__Saved data entries__:
────────────────────

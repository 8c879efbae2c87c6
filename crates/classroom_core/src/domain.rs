//! crates/classroom_core/src/domain.rs
//!
//! Defines the pure, core data structures for the application.
//! These structs are independent of any database or serialization format.

use chrono::{DateTime, NaiveDate, Utc};
use std::fmt;
use std::str::FromStr;
use uuid::Uuid;

/// Credential scope used by the fixed instructor identity instead of a course id.
pub const ADMIN_SCOPE: &str = "ADMIN";

/// The single instructor identity. It is not part of any course roster.
pub const ADMIN_NAME: &str = "Administrator";

pub const MINUTES_PER_DAY: u16 = 24 * 60;

/// Raised when a string cannot be turned into one of the domain value types.
#[derive(Debug, Clone, PartialEq, Eq, thiserror::Error)]
#[error("invalid {kind}: '{value}'")]
pub struct ParseDomainError {
    pub kind: &'static str,
    pub value: String,
}

impl ParseDomainError {
    fn new(kind: &'static str, value: &str) -> Self {
        Self {
            kind,
            value: value.to_string(),
        }
    }
}

//=========================================================================================
// Value Types
//=========================================================================================

#[derive(Debug, Clone, Copy, PartialEq, Eq, Hash)]
pub enum Role {
    Student,
    Admin,
}

impl Role {
    pub fn as_str(&self) -> &'static str {
        match self {
            Role::Student => "student",
            Role::Admin => "admin",
        }
    }
}

impl FromStr for Role {
    type Err = ParseDomainError;

    fn from_str(s: &str) -> Result<Self, Self::Err> {
        match s {
            "student" => Ok(Role::Student),
            "admin" => Ok(Role::Admin),
            other => Err(ParseDomainError::new("role", other)),
        }
    }
}

impl fmt::Display for Role {
    fn fmt(&self, f: &mut fmt::Formatter<'_>) -> fmt::Result {
        f.write_str(self.as_str())
    }
}

/// One of the three traffic-light answers to "do you follow?".
#[derive(Debug, Clone, Copy, PartialEq, Eq, Hash)]
pub enum Color {
    Red,
    Yellow,
    Green,
}

impl Color {
    pub const ALL: [Color; 3] = [Color::Red, Color::Yellow, Color::Green];

    pub fn as_str(&self) -> &'static str {
        match self {
            Color::Red => "red",
            Color::Yellow => "yellow",
            Color::Green => "green",
        }
    }
}

impl FromStr for Color {
    type Err = ParseDomainError;

    fn from_str(s: &str) -> Result<Self, Self::Err> {
        match s {
            "red" => Ok(Color::Red),
            "yellow" => Ok(Color::Yellow),
            "green" => Ok(Color::Green),
            other => Err(ParseDomainError::new("color", other)),
        }
    }
}

impl fmt::Display for Color {
    fn fmt(&self, f: &mut fmt::Formatter<'_>) -> fmt::Result {
        f.write_str(self.as_str())
    }
}

/// A class day in the reference timezone, always rendered as `YYYY-MM-DD`.
#[derive(Debug, Clone, Copy, PartialEq, Eq, PartialOrd, Ord, Hash)]
pub struct DateKey(NaiveDate);

impl DateKey {
    pub fn new(date: NaiveDate) -> Self {
        Self(date)
    }

    pub fn date(&self) -> NaiveDate {
        self.0
    }
}

impl FromStr for DateKey {
    type Err = ParseDomainError;

    fn from_str(s: &str) -> Result<Self, Self::Err> {
        // chrono accepts unpadded fields; the key format does not.
        if s.len() != 10 {
            return Err(ParseDomainError::new("date key", s));
        }
        NaiveDate::parse_from_str(s, "%Y-%m-%d")
            .map(DateKey)
            .map_err(|_| ParseDomainError::new("date key", s))
    }
}

impl fmt::Display for DateKey {
    fn fmt(&self, f: &mut fmt::Formatter<'_>) -> fmt::Result {
        write!(f, "{}", self.0.format("%Y-%m-%d"))
    }
}

/// The (course, date) scope every read, write and projection is evaluated in.
#[derive(Debug, Clone, PartialEq, Eq, Hash)]
pub struct ClassDay {
    pub course: String,
    pub date_key: DateKey,
}

impl ClassDay {
    pub fn new(course: impl Into<String>, date_key: DateKey) -> Self {
        Self {
            course: course.into(),
            date_key,
        }
    }
}

impl fmt::Display for ClassDay {
    fn fmt(&self, f: &mut fmt::Formatter<'_>) -> fmt::Result {
        write!(f, "{}/{}", self.course, self.date_key)
    }
}

//=========================================================================================
// Identity
//=========================================================================================

/// A stored PIN credential. Only the hash is ever kept.
#[derive(Debug, Clone)]
pub struct Credential {
    pub scope: String,
    pub name: String,
    pub role: Role,
    pub pin_hash: String,
    pub created_at: DateTime<Utc>,
}

/// Who a logged-in browser is acting as.
#[derive(Debug, Clone, PartialEq, Eq)]
pub struct AuthIdentity {
    /// Course id for students, [`ADMIN_SCOPE`] for the instructor.
    pub scope: String,
    pub role: Role,
    pub name: String,
}

impl AuthIdentity {
    pub fn is_admin(&self) -> bool {
        self.role == Role::Admin
    }

    /// Whether this identity may read and write in the given course.
    pub fn covers_course(&self, course: &str) -> bool {
        self.is_admin() || self.scope == course
    }

    pub fn is_actor(&self, actor: &str, role: Role) -> bool {
        self.name == actor && self.role == role
    }
}

// Represents a browser login (auth cookie)
#[derive(Debug, Clone)]
pub struct AuthSession {
    pub token: String,
    pub identity: AuthIdentity,
    pub expires_at: DateTime<Utc>,
}

//=========================================================================================
// Class Sessions and Events
//=========================================================================================

/// Instructor-set in-class boundary for one class day, in minutes since local midnight.
#[derive(Debug, Clone, PartialEq, Eq)]
pub struct SessionWindow {
    pub day: ClassDay,
    pub start_minute: Option<u16>,
    pub end_minute: Option<u16>,
    pub updated_at: DateTime<Utc>,
}

impl SessionWindow {
    /// Both bounds, provided they form a non-empty interval.
    pub fn active_bounds(&self) -> Option<(u16, u16)> {
        match (self.start_minute, self.end_minute) {
            (Some(start), Some(end)) if end >= start => Some((start, end)),
            _ => None,
        }
    }

    pub fn is_active(&self) -> bool {
        self.active_bounds().is_some()
    }
}

/// One tap of the understanding check. Never modified after it is written.
#[derive(Debug, Clone)]
pub struct UnderstandingEvent {
    pub id: Uuid,
    pub day: ClassDay,
    pub actor: String,
    pub role: Role,
    pub from_color: Option<Color>,
    pub to_color: Color,
    pub created_at: DateTime<Utc>,
}

/// The latest colour per actor per class day.
#[derive(Debug, Clone)]
pub struct UnderstandingSummary {
    pub day: ClassDay,
    pub actor: String,
    pub role: Role,
    pub color: Color,
    pub updated_at: DateTime<Utc>,
}

/// A question or a reply. Roots have no `reply_to`.
#[derive(Debug, Clone)]
pub struct Question {
    pub id: Uuid,
    pub day: ClassDay,
    pub actor: String,
    pub role: Role,
    pub text: String,
    pub reply_to: Option<Uuid>,
    pub edited_at: Option<DateTime<Utc>>,
    pub created_at: DateTime<Utc>,
}

impl Question {
    pub fn is_root(&self) -> bool {
        self.reply_to.is_none()
    }
}
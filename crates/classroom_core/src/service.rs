//! crates/classroom_core/src/service.rs
//!
//! The application service. Every user-facing operation goes through
//! `Classroom`, which combines the store port with the pure gate, projector and
//! threading functions.

use crate::clock::{ClockReading, SessionClock};
use crate::domain::{
    AuthIdentity, AuthSession, ClassDay, Color, Credential, Question, Role, SessionWindow,
    UnderstandingEvent, MINUTES_PER_DAY,
};
use crate::gate::{can_submit, GateInput, SubmissionPolicy};
use crate::identity::{validate_new_pin, validate_pin, CredentialKey};
use crate::ports::{DatabaseService, PinHasher, PortError, PortResult, TimeSource};
use crate::roster::{Course, Roster};
use crate::threads::{build_threads, descendants};
use crate::understanding::{actor_histories, missing_students, tally, Tally};
use crate::visibility::{display_name, is_out_of_class, AnonymousLabels, Viewer};
use chrono::{DateTime, Duration, Utc};
use chrono_tz::Tz;
use std::sync::Arc;
use tracing::{debug, info, warn};
use uuid::Uuid;

//=========================================================================================
// Settings
//=========================================================================================

#[derive(Debug, Clone)]
pub struct ClassroomSettings {
    pub policy: SubmissionPolicy,
    /// Shown in place of the instructor's name on every event they create.
    pub instructor_label: String,
    pub question_max_chars: usize,
    pub auth_session_ttl: Duration,
    /// Deprecated plain-text instructor PIN, used only when no stored
    /// credential exists for the Administrator.
    pub static_admin_pin: Option<String>,
}
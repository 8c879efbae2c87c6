//! crates/classroom_core/src/understanding.rs
//!
//! Derived views over the understanding check: the live tally, who has not
//! answered yet, and per-actor tap counts.

use crate::domain::{Color, Role, UnderstandingEvent, UnderstandingSummary};
use std::collections::{HashMap, HashSet};

/// Counts of each colour among the current summary rows.
#[derive(Debug, Clone, Copy, Default, PartialEq, Eq)]
pub struct Tally {
    pub red: usize,
    pub yellow: usize,
    pub green: usize,
}

impl Tally {
    pub fn total(&self) -> usize {
        self.red + self.yellow + self.green
    }

    pub fn count(&self, color: Color) -> usize {
        match color {
            Color::Red => self.red,
            Color::Yellow => self.yellow,
            Color::Green => self.green,
        }
    }

    /// Share of `color` in percent, 0 when nobody has answered.
    pub fn percent(&self, color: Color) -> f64 {
        let total = self.total();
        if total == 0 {
            return 0.0;
        }
        self.count(color) as f64 * 100.0 / total as f64
    }

    fn add(&mut self, color: Color) {
        match color {
            Color::Red => self.red += 1,
            Color::Yellow => self.yellow += 1,
            Color::Green => self.green += 1,
        }
    }
}

/// Built from summary rows only, so each actor counts once however often they tapped.
pub fn tally(summaries: &[UnderstandingSummary]) -> Tally {
    let mut tally = Tally::default();
    for summary in summaries {
        tally.add(summary.color);
    }
    tally
}

/// Roster names with no summary row, in roster order.
pub fn missing_students(roster: &[String], summaries: &[UnderstandingSummary]) -> Vec<String> {
    let answered: HashSet<&str> = summaries.iter().map(|s| s.actor.as_str()).collect();
    roster
        .iter()
        .filter(|name| !answered.contains(name.as_str()))
        .cloned()
        .collect()
}

#[derive(Debug, Clone, PartialEq, Eq)]
pub struct ActorHistory {
    pub actor: String,
    pub role: Role,
    pub taps: Tally,
}

/// Every tap per actor, busiest actors first.
pub fn actor_histories(events: &[UnderstandingEvent]) -> Vec<ActorHistory> {
    let mut by_actor: HashMap<(&str, Role), Tally> = HashMap::new();
    for event in events {
        by_actor
            .entry((event.actor.as_str(), event.role))
            .or_default()
            .add(event.to_color);
    }
    let mut histories: Vec<ActorHistory> = by_actor
        .into_iter()
        .map(|((actor, role), taps)| ActorHistory {
            actor: actor.to_string(),
            role,
            taps,
        })
        .collect();
    histories.sort_by(|a, b| {
        b.taps
            .total()
            .cmp(&a.taps.total())
            .then_with(|| a.actor.cmp(&b.actor))
    });
    histories
}
//! Shader effects built on `aether-render`.

mod atmosphere;

pub use atmosphere::{
    ATMOSPHERE_PASS, ATMOSPHERE_SHADER_FILE, ATMOSPHERE_SHADER_SOURCE, AtmosphereEffect,
    AtmosphereError, AtmosphereSettings,
};
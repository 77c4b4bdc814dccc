//! String-keyed material property bag.

use rustc_hash::FxHashMap;

/// A single material property value.
#[derive(Clone, Debug, PartialEq)]
pub enum MaterialProperty {
    Float(f32),
    Vec3(glam::Vec3),
    Vec4(glam::Vec4),
    Text(String),
}

/// Named properties attached to a mesh, e.g. `"$Diffuse"` or `"$AlbedoMap"`.
#[derive(Clone, Debug, Default)]
pub struct Material {
    properties: FxHashMap<String, MaterialProperty>,
}

impl Material {
    pub fn new() -> Self {
        Self::default()
    }

    /// Insert or replace a property.
    pub fn set(&mut self, name: impl Into<String>, value: MaterialProperty) {
        self.properties.insert(name.into(), value);
    }

    pub fn get(&self, name: &str) -> Option<&MaterialProperty> {
        self.properties.get(name)
    }

    pub fn get_float(&self, name: &str) -> Option<f32> {
        match self.properties.get(name)? {
            MaterialProperty::Float(v) => Some(*v),
            _ => None,
        }
    }

    pub fn get_str(&self, name: &str) -> Option<&str> {
        match self.properties.get(name)? {
            MaterialProperty::Text(s) => Some(s),
            _ => None,
        }
    }

    pub fn has(&self, name: &str) -> bool {
        self.properties.contains_key(name)
    }

    pub fn len(&self) -> usize {
        self.properties.len()
    }

    pub fn is_empty(&self) -> bool {
        self.properties.is_empty()
    }
}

────────────────────

__EXERCISE DIRECTIONS__: Pull out all lines from the entries above that include the word "const".

__EXERCISE SOLUTION__:
pub const ADMIN_SCOPE: &str = "ADMIN";
pub const ADMIN_NAME: &str = "Administrator";
pub const MINUTES_PER_DAY: u16 = 24 * 60;
    pub const ALL: [Color; 3] = [Color::Red, Color::Yellow, Color::Green];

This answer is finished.